About 100 people demonstrated Friday against the NewVista project. Local residents are up in arms about a Mormon engineer’s plan to transform four towns in the Upper Valley into a hub for a proposed sustainable community with 20,000 new residents.

David Hall, a wealthy Utah engineer, has purchased about 1,500 acres in the towns of Tunbridge, Sharon, South Royalton and Strafford, and he says he wants to buy 3,500 more acres for NewVistas. Formal plans for the project have not yet been submitted to local municipalities or Act 250 for approval.

NewVistas is based on a plan devised by Joseph Smith, the founder of the Church of the Latter Day Saints. Hall’s community would have a highly organized social structure with a hierarchy similar to that of the Mormon Church. NewVistas members would be required to turn over their assets to the community.

Local residents in the Upper Valley are concerned about the impact of Hall’s land purchases on property values and the rural character of the area.

Protesters gathered to protest on the bridge in South Royalton. Community members held signs, and distributed pamphlets to passing cars.

One of the demonstrators, Michael Sacca, a Tunbridge videographer, has been a vocal opponent of the project. “I think the show of support will grow as time goes on,” Sacca said. “I really want to prove to Mr. Hall that we are going to hold him to his words, that if Vermont doesn’t want this, he will not build [the NewVista project].”

Peter Anderson lives in Sharon where Hall has purchased acreage near the birthplace of Joseph Smith.

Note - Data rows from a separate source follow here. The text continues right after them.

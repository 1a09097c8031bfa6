//! Configuration: the `data_pars` document and its typed sections.
//!
//! Only the outer structure is validated here. `input_pars` stays a raw
//! mapping until `compute()` interprets it, so a missing `path` is reported
//! by the pipeline rather than at parse time.

use std::fmt;
use std::path::{Path, PathBuf};

use anyhow::bail;
use serde_json::Value as JsonValue;

use crate::error::{LoaderError, Result};
use crate::registry::{Loader, PreprocessorFactory, Saver, Transform};

/// Static keyword arguments of a callable.
pub type Args = serde_json::Map<String, JsonValue>;

// ---------------------------------------------------------------------------
// Callable specifications
// ---------------------------------------------------------------------------

/// How a pluggable callable is named in the configuration.
#[derive(Clone)]
pub enum CallableSpec<F> {
    /// `{"uri": "<namespace>::<name>", "arg": {...}}`. `uri` may be omitted
    /// for loaders, which then fall back to the default table.
    Registry { uri: Option<String>, arg: Args },
    /// A function supplied directly, with its static args.
    Direct { func: F, arg: Args },
}

impl<F> CallableSpec<F> {
    pub fn uri(uri: impl Into<String>) -> Self {
        CallableSpec::Registry {
            uri: Some(uri.into()),
            arg: Args::new(),
        }
    }

    pub fn direct(func: F, arg: Args) -> Self {
        CallableSpec::Direct { func, arg }
    }

    pub fn with_arg(mut self, key: &str, value: JsonValue) -> Self {
        match &mut self {
            CallableSpec::Registry { arg, .. } | CallableSpec::Direct { arg, .. } => {
                arg.insert(key.to_string(), value);
            }
        }
        self
    }

    /// Parse a spec from `{"uri": .., "arg": ..}` or a bare uri string.
    pub fn from_json(value: &JsonValue, what: &str) -> Result<Self> {
        match value {
            JsonValue::String(uri) => Ok(CallableSpec::uri(uri.clone())),
            JsonValue::Object(obj) => {
                let uri = match obj.get("uri") {
                    None | Some(JsonValue::Null) => None,
                    Some(JsonValue::String(s)) => Some(s.clone()),
                    Some(other) => {
                        return Err(LoaderError::config(format!(
                            "{what}: uri must be a string, got {other}"
                        )))
                    }
                };
                let arg = match obj.get("arg").or_else(|| obj.get("args")) {
                    None | Some(JsonValue::Null) => Args::new(),
                    Some(JsonValue::Object(a)) => a.clone(),
                    Some(other) => {
                        return Err(LoaderError::config(format!(
                            "{what}: arg must be a mapping, got {other}"
                        )))
                    }
                };
                Ok(CallableSpec::Registry { uri, arg })
            }
            other => Err(LoaderError::config(format!(
                "{what}: expected a callable specification, got {other}"
            ))),
        }
    }
}

impl<F> fmt::Debug for CallableSpec<F> {
    fn fmt(&self, f: &mut fmt::Formatter<'_>) -> fmt::Result {
        match self {
            CallableSpec::Registry { uri, arg } => f
                .debug_struct("Registry")
                .field("uri", uri)
                .field("arg", arg)
                .finish(),
            CallableSpec::Direct { arg, .. } => {
                f.debug_struct("Direct").field("arg", arg).finish_non_exhaustive()
            }
        }
    }
}

// ---------------------------------------------------------------------------
// Sections
// ---------------------------------------------------------------------------

/// `loader` section.
#[derive(Debug, Clone, Default)]
pub struct LoaderPars {
    pub data_loader: Option<CallableSpec<Loader>>,
    /// Rows per chunk in generator mode; defaults to `batch_size`.
    pub chunksize: Option<usize>,
}

/// `save_intermediate_output` section.
#[derive(Debug, Clone)]
pub struct SavePars {
    pub path: PathBuf,
    pub save_function: CallableSpec<Saver>,
}

/// Expected trailing dimensions of output values.
#[derive(Debug, Clone, PartialEq)]
pub enum ExpectedShape {
    /// `[d1, d2, ..]`: one shape for every value.
    One(Vec<usize>),
    /// `[[..], [..]]`: one shape per entry, in order.
    PerEntry(Vec<Vec<usize>>),
}

impl ExpectedShape {
    pub fn from_json(value: &JsonValue) -> Result<Self> {
        let items = value
            .as_array()
            .ok_or_else(|| LoaderError::config(format!("output.shape must be a list, got {value}")))?;
        if items.iter().all(JsonValue::is_array) && !items.is_empty() {
            let per_entry = items.iter().map(dims).collect::<Result<_>>()?;
            Ok(ExpectedShape::PerEntry(per_entry))
        } else {
            Ok(ExpectedShape::One(dims(value)?))
        }
    }
}

fn dims(value: &JsonValue) -> Result<Vec<usize>> {
    value
        .as_array()
        .into_iter()
        .flatten()
        .map(|d| {
            d.as_u64()
                .map(|d| d as usize)
                .ok_or_else(|| LoaderError::config(format!("shape entries must be non-negative integers, got {d}")))
        })
        .collect()
}

/// `output` section.
#[derive(Debug, Clone, Default)]
pub struct OutputPars {
    pub out_max_len: Option<usize>,
    pub shape: Option<ExpectedShape>,
    pub format: Option<CallableSpec<Transform>>,
}

// ---------------------------------------------------------------------------
// DataPars – the whole document
// ---------------------------------------------------------------------------

/// Parsed configuration. `raw` keeps the document verbatim for lookups.
#[derive(Debug, Clone, Default)]
pub struct DataPars {
    pub input_pars: Args,
    pub loader: LoaderPars,
    pub preprocessor: Option<CallableSpec<PreprocessorFactory>>,
    pub split_xy: Option<CallableSpec<Transform>>,
    pub save_intermediate_output: Option<SavePars>,
    pub output: Option<OutputPars>,
    pub raw: Args,
}

impl DataPars {
    pub fn from_json(value: JsonValue) -> Result<Self> {
        let JsonValue::Object(raw) = value else {
            return Err(LoaderError::config("data_pars must be a JSON object"));
        };

        let input_pars = match raw.get("input_pars") {
            None => Args::new(),
            Some(JsonValue::Object(m)) => m.clone(),
            Some(other) => {
                return Err(LoaderError::config(format!(
                    "input_pars must be a mapping, got {other}"
                )))
            }
        };

        let mut loader = LoaderPars::default();
        if let Some(section) = present(&raw, "loader") {
            let obj = section
                .as_object()
                .ok_or_else(|| LoaderError::config("loader must be a mapping"))?;
            if let Some(spec) = present(obj, "data_loader") {
                loader.data_loader = Some(CallableSpec::from_json(spec, "loader.data_loader")?);
            }
            loader.chunksize = positive_int(obj.get("chunksize"), "loader.chunksize")?;
        }

        let preprocessor = present(&raw, "preprocessor")
            .map(|v| CallableSpec::from_json(v, "preprocessor"))
            .transpose()?;
        let split_xy = present(&raw, "split_xy")
            .map(|v| CallableSpec::from_json(v, "split_xy"))
            .transpose()?;

        let save_intermediate_output = match present(&raw, "save_intermediate_output") {
            None => None,
            Some(section) => {
                let path = section
                    .get("path")
                    .and_then(JsonValue::as_str)
                    .ok_or_else(|| LoaderError::config("save_intermediate_output.path is required"))?;
                let func = section.get("save_function").ok_or_else(|| {
                    LoaderError::config("save_intermediate_output.save_function is required")
                })?;
                Some(SavePars {
                    path: PathBuf::from(path),
                    save_function: CallableSpec::from_json(
                        func,
                        "save_intermediate_output.save_function",
                    )?,
                })
            }
        };

        let output = match present(&raw, "output") {
            None => None,
            Some(section) => {
                let obj = section
                    .as_object()
                    .ok_or_else(|| LoaderError::config("output must be a mapping"))?;
                Some(OutputPars {
                    out_max_len: non_negative_int(obj.get("out_max_len"), "output.out_max_len")?,
                    shape: present(obj, "shape").map(ExpectedShape::from_json).transpose()?,
                    format: present(obj, "format")
                        .map(|v| CallableSpec::from_json(v, "output.format"))
                        .transpose()?,
                })
            }
        };

        Ok(DataPars {
            input_pars,
            loader,
            preprocessor,
            split_xy,
            save_intermediate_output,
            output,
            raw,
        })
    }

    pub fn from_json_str(text: &str) -> Result<Self> {
        Self::from_json(serde_json::from_str(text)?)
    }

    /// Read a JSON file. `section` selects a nested key such as `data_pars`.
    pub fn from_path(path: &Path, section: Option<&str>) -> Result<Self> {
        let file = std::fs::File::open(path)?;
        let mut doc: JsonValue = serde_json::from_reader(std::io::BufReader::new(file))?;
        if let Some(key) = section {
            doc = doc
                .get_mut(key)
                .map(JsonValue::take)
                .ok_or_else(|| LoaderError::config(format!("{} has no `{key}` section", path.display())))?;
        }
        Self::from_json(doc)
    }

    /// Supply the loader function directly instead of by uri.
    pub fn with_loader(mut self, loader: Loader, arg: Args) -> Self {
        self.loader.data_loader = Some(CallableSpec::direct(loader, arg));
        self
    }

    pub fn with_preprocessor(mut self, factory: PreprocessorFactory, arg: Args) -> Self {
        self.preprocessor = Some(CallableSpec::direct(factory, arg));
        self
    }
}

fn present<'a>(map: &'a Args, key: &str) -> Option<&'a JsonValue> {
    map.get(key).filter(|v| !v.is_null())
}

fn positive_int(value: Option<&JsonValue>, what: &str) -> Result<Option<usize>> {
    match value {
        None | Some(JsonValue::Null) => Ok(None),
        Some(v) => match v.as_u64() {
            Some(n) if n > 0 => Ok(Some(n as usize)),
            _ => Err(LoaderError::config(format!(
                "{what} must be a positive integer, got {v}"
            ))),
        },
    }
}

fn non_negative_int(value: Option<&JsonValue>, what: &str) -> Result<Option<usize>> {
    match value {
        None | Some(JsonValue::Null) => Ok(None),
        Some(v) => v.as_u64().map(|n| Some(n as usize)).ok_or_else(|| {
            LoaderError::config(format!("{what} must be a non-negative integer, got {v}"))
        }),
    }
}

// ---------------------------------------------------------------------------
// Argument helpers shared by the built-in callables
// ---------------------------------------------------------------------------

pub fn arg_bool(args: &Args, key: &str) -> anyhow::Result<Option<bool>> {
    match args.get(key) {
        None | Some(JsonValue::Null) => Ok(None),
        Some(JsonValue::Bool(b)) => Ok(Some(*b)),
        Some(other) => bail!("argument `{key}` must be a boolean, got {other}"),
    }
}

pub fn arg_usize(args: &Args, key: &str) -> anyhow::Result<Option<usize>> {
    match args.get(key) {
        None | Some(JsonValue::Null) => Ok(None),
        Some(v) => match v.as_u64() {
            Some(n) if n > 0 => Ok(Some(n as usize)),
            _ => bail!("argument `{key}` must be a positive integer, got {v}"),
        },
    }
}

/// A column list given either as one string or a list of strings.
pub fn arg_string_list(args: &Args, key: &str) -> anyhow::Result<Option<Vec<String>>> {
    match args.get(key) {
        None | Some(JsonValue::Null) => Ok(None),
        Some(JsonValue::String(s)) => Ok(Some(vec![s.clone()])),
        Some(JsonValue::Array(items)) => items
            .iter()
            .map(|i| match i.as_str() {
                Some(s) => Ok(s.to_string()),
                None => bail!("argument `{key}` must list strings, got {i}"),
            })
            .collect::<anyhow::Result<Vec<_>>>()
            .map(Some),
        Some(other) => bail!("argument `{key}` must be a string or list of strings, got {other}"),
    }
}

Anderson says Hall has so much money that he “can buy up properties in our community with no regard for people here.”

Clare Holland, a Sharon resident, said Hall’s proposal “makes little sense.”

“When you talk about someone that says ‘we are going to have a community, and when you join this community you will leave your financial assets and your intellectual assets with the community’ that sounds a little cultish to me, and I am concerned about that as well,” Holland said.

On Thursday, June 16, a rally was also organized in Provo, Utah, where Hall has proposed a similar NewVistas project. More than 170 people from Pleasant View protested Hall’s plan to buy up the neighborhood. Paul R. Evans, neighborhood chairman of Pleasant View in Provo, and organizer of the protest, saw the gathering as “a success for educating more people about the situation. A success in buoying the hopes and dreams of the neighborhood. A success in demonstrating the total lack of support for the solitary dream of David Hall and his NewVista.”